1stと同じくMichael Buckley & Vincent Chiaritoがプロデュースを担当。
70'sソウルな仕上がりだった前作から時代が遡り、本作は<1968年頃のソウル>がコンセプトになっています。

今日のこの1曲は、4曲目「Burning Temptation」。
まさに、ファンク・ブラザーズが演奏していた60'sのテンプテーションズを彷彿とさせるヴィンテージ感溢れるナンバー。
オリジナル曲ながら、60'sモータウン的な歌とサウンドは、聴く者を懐かしい想いへ誘います。森陽馬


2026年6月6日(土) Paul & Barry Ryan 「I Love How You Love Me」

1960年代中期、イギリスにはピーター&ゴードン、チャド&ジェレミーと魅力的なデュオが活躍していましたが、もう一組、忘れてはいけないのが、ポール&バリー・ライアンです。
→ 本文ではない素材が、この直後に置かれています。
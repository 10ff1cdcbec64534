/// DOM contract between the page and the engine.
///
/// The host markup provides these ids and classes; keeping them here keeps
/// string literals out of the wiring code.
// Canvases
pub const INTRO_CANVAS_ID: &str = "intro-canvas";
pub const TRAIL_CANVAS_ID: &str = "trail-canvas";

// Data attributes on the intro canvas
pub const LOGO_ATTR: &str = "data-logo";
pub const CAPTION_ATTR: &str = "data-caption";

// Host elements toggled by the intro
pub const LOADING_SCREEN_ID: &str = "loading-screen";
pub const APP_ROOT_ID: &str = "app-root";
pub const SCROLL_HANDLE_ID: &str = "scroll-handle";

// Classes the host styles
pub const FADE_OUT_CLASS: &str = "fade-out";
pub const HIDDEN_CLASS: &str = "hidden";

// Fired on `window` once the main view is showing
pub const READY_EVENT: &str = "sparkfall-ready";

// Caption styling on the intro canvas
pub const CAPTION_FONT: &str = "700 12px system-ui, sans-serif";
pub const CAPTION_COLOR: &str = "#a1a1aa";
ポールとバリーは、1948年生まれの双子で1965年から3年間ほど二人で活動。
その後、兄のポールは作曲&プロデュースと裏方に回り、弟のバリーはソロ歌手となり、1968年にイギリスで大ヒットとなった「エロイーズ」を発表しています。

そのヒット曲が入ったバリー・ライアンのCDも店頭にありますが、今日はデュオ時代のCDを紹介したいと思います。

・Paul & Barry Ryan『Have Pity On The Boys! ~ The Pop Hits And More 1965~1968』
(輸入CD Teensville TV1028)

全31曲収録。ミドル60'sのブリティッシュらしい、ポップで躍動感のある曲が並んでいます。
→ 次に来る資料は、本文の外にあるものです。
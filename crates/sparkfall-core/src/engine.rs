use crate::config::EngineConfig;
use crate::driver::{LoopDriver, Tick};
use crate::geometry::SurfaceSize;
use crate::intro::{IntroEvent, IntroSequencer};
use crate::render::Renderer;
use crate::sampler::OpaqueSampler;
use crate::trail::TrailEmitter;
use rand::prelude::*;
use std::time::Duration;

/// High-level page state. Loading always comes first and Ready is final.
#[derive(Clone, Copy, Debug, PartialEq, Eq)]
pub enum HostState {
    Loading,
    Ready,
}

#[derive(Clone, Copy, Debug, PartialEq, Eq)]
pub enum EngineEvent {
    /// Start the loading screen's opacity transition.
    FadeOutStarted,
    /// Swap the loading view for the main view. Raised once per engine.
    LoadingComplete,
}

/// Owner of all animation state. The host feeds it viewport, scroll and
/// indicator updates and calls [`Engine::frame`] once per display refresh
/// with whichever surface belongs to the current state.
pub struct Engine {
    config: EngineConfig,
    rng: StdRng,
    viewport: SurfaceSize,
    scroll_percent: f32,
    indicator_open: bool,
    intro: Option<LoopDriver<IntroSequencer>>,
    trail: Option<LoopDriver<TrailEmitter>>,
    torn_down: bool,
}

impl Engine {
    pub fn new(config: EngineConfig, viewport: SurfaceSize, seed: u64) -> Self {
        Self::with_rng(config, viewport, StdRng::seed_from_u64(seed))
    }

    pub fn with_rng(config: EngineConfig, viewport: SurfaceSize, mut rng: StdRng) -> Self {
        let intro_rng = StdRng::seed_from_u64(rng.gen());
        let intro = IntroSequencer::new(&config, viewport, intro_rng);
        log::info!(
            "[engine] loading at {}x{}, caption {:?}",
            viewport.width,
            viewport.height,
            config.caption
        );
        Self {
            config,
            rng,
            viewport,
            scroll_percent: 0.0,
            indicator_open: false,
            intro: Some(LoopDriver::new(intro)),
            trail: None,
            torn_down: false,
        }
    }

    pub fn state(&self) -> HostState {
        if self.trail.is_some() {
            HostState::Ready
        } else {
            HostState::Loading
        }
    }

    pub fn intro(&self) -> Option<&IntroSequencer> {
        self.intro.as_ref().map(|d| d.scene())
    }

    pub fn trail(&self) -> Option<&TrailEmitter> {
        self.trail.as_ref().map(|d| d.scene())
    }

    pub fn viewport(&self) -> SurfaceSize {
        self.viewport
    }

    /// Drawable area of the trail canvas for the current viewport.
    pub fn trail_surface(&self) -> SurfaceSize {
        SurfaceSize::new(self.config.trail.surface_width, self.viewport.height)
    }

    pub fn is_torn_down(&self) -> bool {
        self.torn_down
    }

    pub fn attach_logo(&mut self, sampler: Box<dyn OpaqueSampler>) {
        if let Some(intro) = self.intro.as_mut() {
            if !intro.is_cancelled() {
                intro.scene_mut().attach_sampler(sampler);
            }
        }
    }

    pub fn logo_failed(&mut self, reason: &str) {
        if let Some(intro) = self.intro.as_mut() {
            if !intro.is_cancelled() {
                intro.scene_mut().asset_failed(reason);
            }
        }
    }

    pub fn resize(&mut self, viewport: SurfaceSize) {
        if self.torn_down {
            return;
        }
        self.viewport = viewport;
        let trail_surface = self.trail_surface();
        if let Some(intro) = self.intro.as_mut() {
            intro.resize(viewport);
        }
        if let Some(trail) = self.trail.as_mut() {
            trail.resize(trail_surface);
        }
    }

    /// Scroll position as a 0-100 percentage. While loading it is only
    /// remembered, so the trail starts from the right place.
    pub fn scroll(&mut self, percent: f32) -> usize {
        if self.torn_down || !percent.is_finite() {
            return 0;
        }
        self.scroll_percent = percent;
        match self.trail.as_mut() {
            Some(trail) if !trail.is_cancelled() => trail.scene_mut().on_scroll(percent),
            _ => 0,
        }
    }

    pub fn set_indicator_open(&mut self, open: bool) {
        self.indicator_open = open;
        if let Some(trail) = self.trail.as_mut() {
            trail.scene_mut().set_indicator_open(open);
        }
    }

    /// Run one frame of whichever loop is active. `renderer` is `None` when
    /// the host could not get a drawing context; the frame is then stepped
    /// but not drawn, so the intro still reaches completion.
    pub fn frame(&mut self, renderer: Option<&mut dyn Renderer>, dt: Duration) -> Option<EngineEvent> {
        if self.torn_down {
            return None;
        }
        let tick = match self.intro.as_mut() {
            Some(intro) => intro.tick(renderer, dt),
            None => {
                if let Some(trail) = self.trail.as_mut() {
                    trail.tick(renderer, dt);
                }
                return None;
            }
        };
        let event = match tick {
            Tick::Drawn(event) | Tick::Skipped(event) => event,
            Tick::Cancelled => None,
        };
        match event {
            Some(IntroEvent::FadeOutStarted) => Some(EngineEvent::FadeOutStarted),
            Some(IntroEvent::Completed) => {
                self.enter_ready();
                Some(EngineEvent::LoadingComplete)
            }
            None => None,
        }
    }

    fn enter_ready(&mut self) {
        if let Some(mut intro) = self.intro.take() {
            intro.cancel();
            intro.scene_mut().cancel();
        }
        let rng = StdRng::seed_from_u64(self.rng.gen());
        let trail = TrailEmitter::new(
            self.config.trail.clone(),
            self.trail_surface(),
            rng,
            self.scroll_percent,
            self.indicator_open,
        );
        self.trail = Some(LoopDriver::new(trail));
        log::info!("[engine] ready; trail active");
    }

    /// Stop both loops for good. Safe to call more than once.
    pub fn teardown(&mut self) {
        if self.torn_down {
            return;
        }
        self.torn_down = true;
        if let Some(intro) = self.intro.as_mut() {
            intro.cancel();
            intro.scene_mut().cancel();
        }
        if let Some(trail) = self.trail.as_mut() {
            trail.cancel();
        }
        log::info!("[engine] torn down");
    }
}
今日の1曲は、アメリカのガール・グループ、パリス・シスターズのヒット曲「I Love How You Love Me」を彼らがカヴァーした曲を。
バグパイプの音が入った大胆なアレンジが魅力です。森勉


2026年6月7日(日) Neil Young & The Chrome Hearts 「Daddy Went Walkin'」(Live)

ニール・ヤングの新しいライヴ盤が発売されました。
RECORD STORE DAY 2026(
2026年4月18日)に限定カラーLPで出た2025年ライヴ音源のCDと黒盤LPです。

・Neil Young & The Chrome Hearts『As Time Explodes』
(輸入CD Reprise 93624820871/輸入2LP 93624823377/国内盤は発売予定なし)

ニール・ヤングは2024年秋に、マイカ・ネルソン(ウィリー・ネルソンの息子)、プロミス・オブ・ザ・リアルのコーリー・マコーミック(B)&アンソニー・ロファーフォ(Dr)、スプーナー・オールダム(key)を集め、The Chrome Heartsというバンドを結成しました。
2025年6月にそのバンド名義でアルバム『Talkin' To The Trees』を発表し、Love Earth World Tourを敢行。そのツアーの音源を収めたのがこのライヴ盤になります。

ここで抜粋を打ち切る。